In return, the cosmic entity shared stories of the ancient world. Of the Sage of Six Paths and his desperate gambit. Of the creation of the Tailed Beasts. Of centuries of isolation and rage.
"I was not always like this," Jūbi said quietly. "When I was first created—when I was still part of the Divine Tree—I was merely hungry. Not angry. Not vengeful. Just hungry."
"What changed?"
"My mother. Kaguya. She merged with me, and her rage became mine. Her fear became mine. Her desperate need for control infected everything I was."
"That sounds really hard."
"It was. It IS. I cannot always tell which thoughts are mine and which were hers. The boundaries are blurred."
Roku considered this.
"Maybe that's something we can work on. Figuring out which parts are you and which parts are leftover Kaguya stuff."
"You would help me with that?"
"Of course! That's what friends do!"
"I do not understand how you can care so much about something that has caused such destruction."
"Because the destruction isn't who you ARE. It's what you DID. There's a difference. People aren't defined by their worst moments. They're defined by what they choose to do next."
The Ten-Tails was quiet.
Then, slowly, its massive form pressed against Roku's side.
A hug.
A cosmic entity capable of ending worlds was hugging him.
"Thank you," it said quietly. "For seeing me. Not the weapon. Not the threat. Just... me."

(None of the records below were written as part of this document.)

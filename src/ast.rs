use codespan::{FileId, Span};
use std::ops::{Deref, DerefMut};

/// A span paired with the file it came from, so diagnostics can be rendered
/// against the right source buffer.
#[derive(Debug, Clone, Copy, PartialEq, Eq)]
pub struct FileSpan {
    pub file_id: FileId,
    pub span: Span,
}

impl FileSpan {
    pub fn new(file_id: FileId, span: Span) -> FileSpan {
        FileSpan { file_id, span }
    }
}

#[derive(Debug, Clone, Copy)]
pub struct Spanned<T> {
    pub t: T,
    pub span: FileSpan,
}

impl<T> Spanned<T> {
    pub fn new(t: T, span: FileSpan) -> Spanned<T> {
        Spanned { t, span }
    }

    pub fn map<F, U>(self, f: F) -> Spanned<U>
    where
        F: FnOnce(T) -> U,
    {
        Spanned::new(f(self.t), self.span)
    }
}

/// Spans never participate in equality: two trees are equal when they have
/// the same structure, wherever they were parsed from.
impl<T: PartialEq> PartialEq for Spanned<T> {
    fn eq(&self, other: &Spanned<T>) -> bool {
        self.t == other.t
    }
}

impl<T: Eq> Eq for Spanned<T> {}

impl<T> Deref for Spanned<T> {
    type Target = T;

    fn deref(&self) -> &Self::Target {
        &self.t
    }
}

impl<T> DerefMut for Spanned<T> {
    fn deref_mut(&mut self) -> &mut Self::Target {
        &mut self.t
    }
}

pub type Pretype = Spanned<PretypeType>;

/// Syntactic type, exactly as written in the source. Resolved to a
/// `ty::Type` by the type checker.
#[derive(Debug, Clone, PartialEq)]
pub enum PretypeType {
    Id(String),
    Fn(Vec<Pretype>, Box<Pretype>),
    Struct(Vec<PretypeField>),
    Union(Vec<PretypeCase>),
    Array(Box<Pretype>),
}

#[derive(Debug, Clone, PartialEq)]
pub struct PretypeField {
    pub mutable: bool,
    pub id: Spanned<String>,
    pub ty: Pretype,
}

#[derive(Debug, Clone, PartialEq)]
pub struct PretypeCase {
    pub label: Spanned<String>,
    pub ty: Pretype,
}

#[derive(Debug, Clone, Copy, PartialEq, Eq)]
pub enum ArithOp {
    Add,
    Sub,
    Mul,
    Div,
    Rem,
}

#[derive(Debug, Clone, Copy, PartialEq, Eq)]
pub enum BitwiseOp {
    And,
    Or,
    Xor,
    Shl,
    Shr,
}

/// Strict boolean connectives; the short-circuiting forms are separate
/// `Expr` variants so the code generator can emit their early-out branch.
#[derive(Debug, Clone, Copy, PartialEq, Eq)]
pub enum LogicalOp {
    And,
    Or,
    Xor,
}

#[derive(Debug, Clone, Copy, PartialEq, Eq)]
pub enum CompareOp {
    Eq,
    Less,
    LessEq,
    Greater,
    GreaterEq,
}

impl std::fmt::Display for ArithOp {
    fn fmt(&self, f: &mut std::fmt::Formatter) -> std::fmt::Result {
        match self {
            ArithOp::Add => write!(f, "+"),
            ArithOp::Sub => write!(f, "-"),
            ArithOp::Mul => write!(f, "*"),
            ArithOp::Div => write!(f, "/"),
            ArithOp::Rem => write!(f, "%"),
        }
    }
}

impl std::fmt::Display for BitwiseOp {
    fn fmt(&self, f: &mut std::fmt::Formatter) -> std::fmt::Result {
        match self {
            BitwiseOp::And => write!(f, "&"),
            BitwiseOp::Or => write!(f, "|"),
            BitwiseOp::Xor => write!(f, "^"),
            BitwiseOp::Shl => write!(f, "<<"),
            BitwiseOp::Shr => write!(f, ">>"),
        }
    }
}

impl std::fmt::Display for LogicalOp {
    fn fmt(&self, f: &mut std::fmt::Formatter) -> std::fmt::Result {
        match self {
            LogicalOp::And => write!(f, "and"),
            LogicalOp::Or => write!(f, "or"),
            LogicalOp::Xor => write!(f, "xor"),
        }
    }
}

impl std::fmt::Display for CompareOp {
    fn fmt(&self, f: &mut std::fmt::Formatter) -> std::fmt::Result {
        match self {
            CompareOp::Eq => write!(f, "=="),
            CompareOp::Less => write!(f, "<"),
            CompareOp::LessEq => write!(f, "<="),
            CompareOp::Greater => write!(f, ">"),
            CompareOp::GreaterEq => write!(f, ">="),
        }
    }
}

/// One tree node. The two extra slots are what distinguishes an untyped tree
/// from a typed one: the untyped tree carries `()` in both, the typed tree a
/// full typing environment snapshot and a resolved type, so that later
/// passes can inspect scope-local bindings at any node.
#[derive(Debug, Clone)]
pub struct Node<E, T> {
    pub span: FileSpan,
    pub expr: Expr<E, T>,
    pub env: E,
    pub ty: T,
}

pub type UntypedNode = Node<(), ()>;

impl<E, T> Node<E, T> {
    pub fn new(expr: Expr<E, T>, span: FileSpan, env: E, ty: T) -> Node<E, T> {
        Node { span, expr, env, ty }
    }
}

impl UntypedNode {
    pub fn untyped(expr: Expr<(), ()>, span: FileSpan) -> UntypedNode {
        Node {
            span,
            expr,
            env: (),
            ty: (),
        }
    }
}

impl<E: Clone, T: Clone> Node<E, T> {
    /// A node with the same span and annotations but a different expression.
    /// The evaluator uses this to desugar in place.
    pub fn with_expr(&self, expr: Expr<E, T>) -> Node<E, T> {
        Node {
            span: self.span,
            expr,
            env: self.env.clone(),
            ty: self.ty.clone(),
        }
    }
}

/// Spans never participate in equality; see `Spanned`.
impl<E: PartialEq, T: PartialEq> PartialEq for Node<E, T> {
    fn eq(&self, other: &Node<E, T>) -> bool {
        self.expr == other.expr && self.env == other.env && self.ty == other.ty
    }
}

#[derive(Debug, Clone, PartialEq)]
pub struct LambdaParam {
    pub id: Spanned<String>,
    pub ty: Pretype,
}

#[derive(Debug, Clone, PartialEq)]
pub struct FieldInit<E, T> {
    pub mutable: bool,
    pub id: Spanned<String>,
    pub init: Node<E, T>,
}

#[derive(Debug, Clone, PartialEq)]
pub struct MatchCase<E, T> {
    pub label: Spanned<String>,
    pub var: Spanned<String>,
    pub cont: Node<E, T>,
}

#[derive(Debug, Clone, PartialEq)]
pub enum Expr<E, T> {
    UnitVal,
    BoolVal(bool),
    IntVal(i32),
    FloatVal(f32),
    StringVal(String),
    Var(String),
    Arith(Box<Node<E, T>>, ArithOp, Box<Node<E, T>>),
    /// `x += e` and friends; reduces as `Assign(x, Arith(x, op, e))`.
    ArithAssign(Box<Node<E, T>>, ArithOp, Box<Node<E, T>>),
    Bitwise(Box<Node<E, T>>, BitwiseOp, Box<Node<E, T>>),
    BNot(Box<Node<E, T>>),
    Logical(Box<Node<E, T>>, LogicalOp, Box<Node<E, T>>),
    Not(Box<Node<E, T>>),
    ScAnd(Box<Node<E, T>>, Box<Node<E, T>>),
    ScOr(Box<Node<E, T>>, Box<Node<E, T>>),
    Neg(Box<Node<E, T>>),
    Compare(Box<Node<E, T>>, CompareOp, Box<Node<E, T>>),
    Sqrt(Box<Node<E, T>>),
    ReadInt,
    ReadFloat,
    Print(Box<Node<E, T>>),
    PrintLn(Box<Node<E, T>>),
    Syscall(i32, Vec<Node<E, T>>),
    PreInc(Box<Node<E, T>>),
    PostInc(Box<Node<E, T>>),
    If(Box<Node<E, T>>, Box<Node<E, T>>, Box<Node<E, T>>),
    Seq(Vec<Node<E, T>>),
    /// `type T = pretype; scope`
    Type(Spanned<String>, Pretype, Box<Node<E, T>>),
    Ascription(Pretype, Box<Node<E, T>>),
    Assertion(Box<Node<E, T>>),
    Copy(Box<Node<E, T>>),
    /// `let x = init; scope`
    Let(Spanned<String>, Box<Node<E, T>>, Box<Node<E, T>>),
    /// `let x: T = init; scope`
    LetT(Spanned<String>, Pretype, Box<Node<E, T>>, Box<Node<E, T>>),
    /// `let mutable x = init; scope`
    LetMut(Spanned<String>, Box<Node<E, T>>, Box<Node<E, T>>),
    Assign(Box<Node<E, T>>, Box<Node<E, T>>),
    While(Box<Node<E, T>>, Box<Node<E, T>>),
    /// `for (x = init; cond; update) body`, binding `x` mutably.
    For(
        Spanned<String>,
        Box<Node<E, T>>,
        Box<Node<E, T>>,
        Box<Node<E, T>>,
        Box<Node<E, T>>,
    ),
    Lambda(Vec<LambdaParam>, Box<Node<E, T>>),
    App(Box<Node<E, T>>, Vec<Node<E, T>>),
    StructCons(Vec<FieldInit<E, T>>),
    FieldSelect(Box<Node<E, T>>, Spanned<String>),
    UnionCons(Spanned<String>, Box<Node<E, T>>),
    Match(Box<Node<E, T>>, Vec<MatchCase<E, T>>),
    /// `array(length, init)`
    ArrayCons(Box<Node<E, T>>, Box<Node<E, T>>),
    ArrayElem(Box<Node<E, T>>, Box<Node<E, T>>),
    ArrayLength(Box<Node<E, T>>),
    /// Runtime-only heap address; never produced by the parser. The type
    /// checker rejects it and the code generator treats it as a bug.
    Pointer(usize),
}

Roku hugged back as best he could, his arms barely spanning a fraction of Jūbi's reduced form.
"Any time. That's what friends are for."
When the picnic ended, Roku helped pack up while the Ten-Tails watched with its single massive eye.
"I'll come back soon," Roku promised. "Maybe next week? We can have lunch again."
"I would like that."
"And maybe we can start working on that freedom thing. There has to be a way for you to exist in the world without being sealed."
"That would require convincing many powerful beings that I am no longer a threat."
"I'm pretty persuasive! I convinced Madara to give up his plans!"
"You convinced MADARA—" The Ten-Tails stopped. "Madara Uchiha?"
"Yeah! He sent me a letter. Very nice apology. Said he was wrong about everything."
"Madara Uchiha. The man who planned to use me to cast the Infinite Tsukuyomi. He has... given up?"
"That's what his letter said. He seemed really sincere about it."
The Ten-Tails processed this information.
"You convinced the architect of my potential enslavement to abandon his plans. Through kindness."
"I didn't really DO anything. I just lived my life."
"That IS doing something. That is doing EVERYTHING."
Roku smiled and shouldered his empty picnic basket.
"I'll see you soon, Jūbi. Take care of yourself."
"I will try. It is a new concept for me. Self-care."
"Start with the basics. Rest when you're tired. Eat when you're hungry. Think about things that make you happy."
"Rice balls make me happy now. I did not know I could feel happy about food."
"See? You're already learning!"
The Ten-Tails began to fade, returning to the dimensional space between worlds where it resided.
"Roku Tanaka."
"Yeah?"
"Thank you. For everything. For seeing possibility where others saw only threat."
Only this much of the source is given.